Every newly recruited developer at Teknowledge (and we’ve had a fair few of them coming in over the last fortnight) is made to learn one thing – ensuring that their apps are of great quality is a NECESSARY, but NOT SUFFICIENT condition for the success of the latter. An app might be a technological wonder – but if it does not serve a defined purpose and/or is not marketed well, visibility levels will remain low. And when people do not get to see your app featured at the online stores, how do you expect them to download it?

So, what mistakes might crop up in your mobile app marketing strategies? Well, we have prepared a brief list of some of the most common follies:

  • Not optimizing as per app store algorithms – It’s not by some black magic that certain mobile app companies almost always manage to get their products featured at the Google Play Store/iTunes – while those of others remain dumped in some obscure corner. Over 80% of our apps figure on these featured lists – and for that, we have to keep track of how the optimization algorithms of the app store are changing over time.

 

           Okay, you might now feel how on earth are you supposed to know exactly what these algorithms are, and when/how they are being changed, right? Well, you don’t need to! For starters, start                keeping regular estimates of the marketing expenses and the revenues from app advertising. If you find that the spendings are too high, find out if there are ways to lower them. Every week,                    literally hundreds of new apps make their debut at the stores. Unless you keep a tab on the real-time metrics of your offering as well as the dynamics of the stores – you might soon find yourself              lagging behind professional rivals. Remember, a fully optimized strategy today can become completely obsolete within a month.

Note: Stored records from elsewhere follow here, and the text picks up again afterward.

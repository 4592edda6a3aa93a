//! API Module
//!
//! Diagnostics HTTP surface over one cache instance.
//!
//! # Endpoints
//! - `PUT /set` - Store a JSON value
//! - `GET /get/:key` - Read a value back
//! - `DELETE /del/:key` - Remove a key cluster-wide
//! - `POST /purge` - Purge the cache cluster-wide
//! - `GET /keys` - Live keys, least recently used first
//! - `GET /stats` - Cache statistics
//! - `GET /health` - Health check endpoint

pub mod handlers;
pub mod routes;

pub use handlers::*;
pub use routes::create_router;
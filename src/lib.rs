//! Cluster Cache - bounded in-process caching for a server fleet
//!
//! Provides typed LRU caches with TTL expiration whose explicit removals and
//! purges are propagated to peer nodes as invalidation messages.

pub mod api;
pub mod cache;
pub mod cluster;
pub mod codec;
pub mod config;
pub mod error;
pub mod models;
pub mod tasks;

pub use api::AppState;
pub use cache::{Cache, CacheStats, Expiry};
pub use cluster::{spawn_invalidation_listener, BroadcastBus, ClusterTransport};
pub use codec::{DynamicValue, JsonCodec, ValueCodec};
pub use config::{CacheConfig, ServerConfig};
pub use error::{CacheError, Result};
pub use tasks::spawn_cleanup_task;
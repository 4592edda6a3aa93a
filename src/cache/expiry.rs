//! Expiry Policy Module
//!
//! Resolves the TTL chosen at a set call site into an absolute deadline.

use std::time::{Duration, Instant};

// == Expiry ==
/// TTL selection for a single set call.
#[derive(Debug, Clone, Copy, PartialEq, Eq)]
pub enum Expiry {
    /// Use the owning cache's configured default TTL
    Default,
    /// Use this TTL for this one entry; `Duration::ZERO` means never expire
    After(Duration),
}

impl Expiry {
    /// Sentinel for entries that never expire.
    pub const NEVER: Expiry = Expiry::After(Duration::ZERO);

    /// Returns the effective TTL, or None when the entry never expires.
    pub fn ttl(self, default_ttl: Duration) -> Option<Duration> {
        let ttl = match self {
            Expiry::Default => default_ttl,
            Expiry::After(ttl) => ttl,
        };
        (!ttl.is_zero()).then_some(ttl)
    }

    /// Returns the absolute deadline relative to `now`.
    ///
    /// A TTL too large to represent as an `Instant` is treated as no expiry.
    pub fn deadline(self, default_ttl: Duration, now: Instant) -> Option<Instant> {
        self.ttl(default_ttl).and_then(|ttl| now.checked_add(ttl))
    }
}

/// Returns true once `now` has reached the deadline.
///
/// Boundary condition: an entry is expired when `now >= expires_at`, so an
/// entry is never readable at the exact instant its TTL elapses.
pub fn is_past(expires_at: Option<Instant>, now: Instant) -> bool {
    match expires_at {
        Some(deadline) => now >= deadline,
        None => false,
    }
}
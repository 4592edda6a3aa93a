//! Cache Store Module
//!
//! LRU store combining the recency list with TTL expiration. `CacheStore` is
//! a single-writer structure; the `Cache` facade serializes access to it.

use std::time::{Duration, Instant};

use tracing::debug;

use crate::cache::{CacheEntry, CacheStats, Expiry, LruList};
use crate::codec::Encoded;
use crate::error::{CacheError, Result};

// == Cache Store ==
/// Bounded LRU storage with lazy TTL expiry.
#[derive(Debug)]
pub struct CacheStore {
    /// Entries in recency order
    entries: LruList<CacheEntry>,
    /// Performance statistics
    stats: CacheStats,
    /// Maximum number of entries allowed
    capacity: usize,
    /// TTL applied for `Expiry::Default`; zero means no expiry
    default_ttl: Duration,
}

impl CacheStore {
    // == Constructor ==
    /// Creates a new CacheStore with specified capacity and default TTL.
    ///
    /// Capacity must be positive; `CacheConfig::validate` rejects zero.
    pub fn new(capacity: usize, default_ttl: Duration) -> Self {
        debug_assert!(capacity > 0, "CacheStore capacity must be positive");
        Self {
            entries: LruList::with_capacity(capacity),
            stats: CacheStats::new(),
            capacity,
            default_ttl,
        }
    }

    // == Set ==
    /// Stores an encoded value, replacing any existing entry for `key`.
    ///
    /// The entry becomes most recently used. Inserting a new key into a full
    /// store evicts the least recently used entry first.
    pub fn set(&mut self, key: String, value: Encoded, expiry: Expiry) {
        if !self.entries.contains(&key) && self.entries.len() >= self.capacity {
            if let Some((evicted, _)) = self.entries.pop_oldest() {
                self.stats.record_eviction();
                debug!(key = %evicted, "Evicted least recently used entry");
            }
        }

        let entry = CacheEntry::new(value, expiry, self.default_ttl);
        self.entries.push(key, entry);
        self.stats.set_total_entries(self.entries.len());
    }

    // == Get ==
    /// Returns the encoded value for `key` and promotes it.
    ///
    /// Expired entries are removed and reported as `KeyNotFound`.
    pub fn get(&mut self, key: &str) -> Result<Encoded> {
        let expired = match self.entries.peek(key) {
            Some(entry) => entry.is_expired(),
            None => {
                self.stats.record_miss();
                return Err(CacheError::KeyNotFound(key.to_string()));
            }
        };

        if expired {
            self.entries.remove(key);
            self.stats.record_miss();
            self.stats.record_expirations(1);
            self.stats.set_total_entries(self.entries.len());
            debug!(key = %key, "Dropped expired entry on access");
            return Err(CacheError::KeyNotFound(key.to_string()));
        }

        self.entries.touch(key);
        self.stats.record_hit();
        self.entries
            .peek(key)
            .map(|entry| entry.value.clone())
            .ok_or_else(|| CacheError::KeyNotFound(key.to_string()))
    }

    // == Remove ==
    /// Removes an entry by key. Returns whether an entry was present.
    pub fn remove(&mut self, key: &str) -> bool {
        let removed = self.entries.remove(key).is_some();
        self.stats.set_total_entries(self.entries.len());
        removed
    }

    // == Purge ==
    /// Removes every entry.
    pub fn purge(&mut self) {
        self.entries.clear();
        self.stats.set_total_entries(0);
    }

    // == Keys ==
    /// Returns live keys from least to most recently used.
    pub fn keys(&self) -> Vec<String> {
        let now = Instant::now();
        self.entries
            .iter()
            .filter(|(_, entry)| !entry.is_expired_at(now))
            .map(|(key, _)| key.to_string())
            .collect()
    }

    // == Length ==
    /// Returns the number of live entries.
    ///
    /// Expired entries still held are not counted, so this always matches
    /// `keys().len()` for the same state. Nothing is removed.
    pub fn len(&self) -> usize {
        let now = Instant::now();
        self.entries
            .iter()
            .filter(|(_, entry)| !entry.is_expired_at(now))
            .count()
    }

    pub fn is_empty(&self) -> bool {
        self.len() == 0
    }

    /// Returns true if `key` is live, without promoting it.
    pub fn contains(&self, key: &str) -> bool {
        self.entries
            .peek(key)
            .is_some_and(|entry| !entry.is_expired())
    }

    // == Cleanup Expired ==
    /// Removes all expired entries from the cache.
    ///
    /// Returns the number of entries removed.
    pub fn cleanup_expired(&mut self) -> usize {
        let now = Instant::now();
        let expired_keys: Vec<String> = self
            .entries
            .iter()
            .filter(|(_, entry)| entry.is_expired_at(now))
            .map(|(key, _)| key.to_string())
            .collect();

        for key in &expired_keys {
            self.entries.remove(key);
        }

        self.stats.record_expirations(expired_keys.len());
        self.stats.set_total_entries(self.entries.len());
        expired_keys.len()
    }

    // == Stats ==
    /// Returns current cache statistics.
    pub fn stats(&self) -> CacheStats {
        let mut stats = self.stats.clone();
        stats.set_total_entries(self.entries.len());
        stats
    }

    pub fn capacity(&self) -> usize {
        self.capacity
    }

    pub fn default_ttl(&self) -> Duration {
        self.default_ttl
    }
}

Websites need to be utilized for promoting apps

  • Not utilizing your business website – What’s the primary channel via which you connect with potential buyers in the web space? That’s right – it’s your business website, and if you are not using it in your app marketing plans, chances of getting high download figures will never become high. Provided your website is optimized (that’s SEO territory – something we will get into in a later edition of ABT), the daily traffic figures will be on the higher side, and visitors should always have a chance of checking out your applications. No one is going to search by your company name at iTunes!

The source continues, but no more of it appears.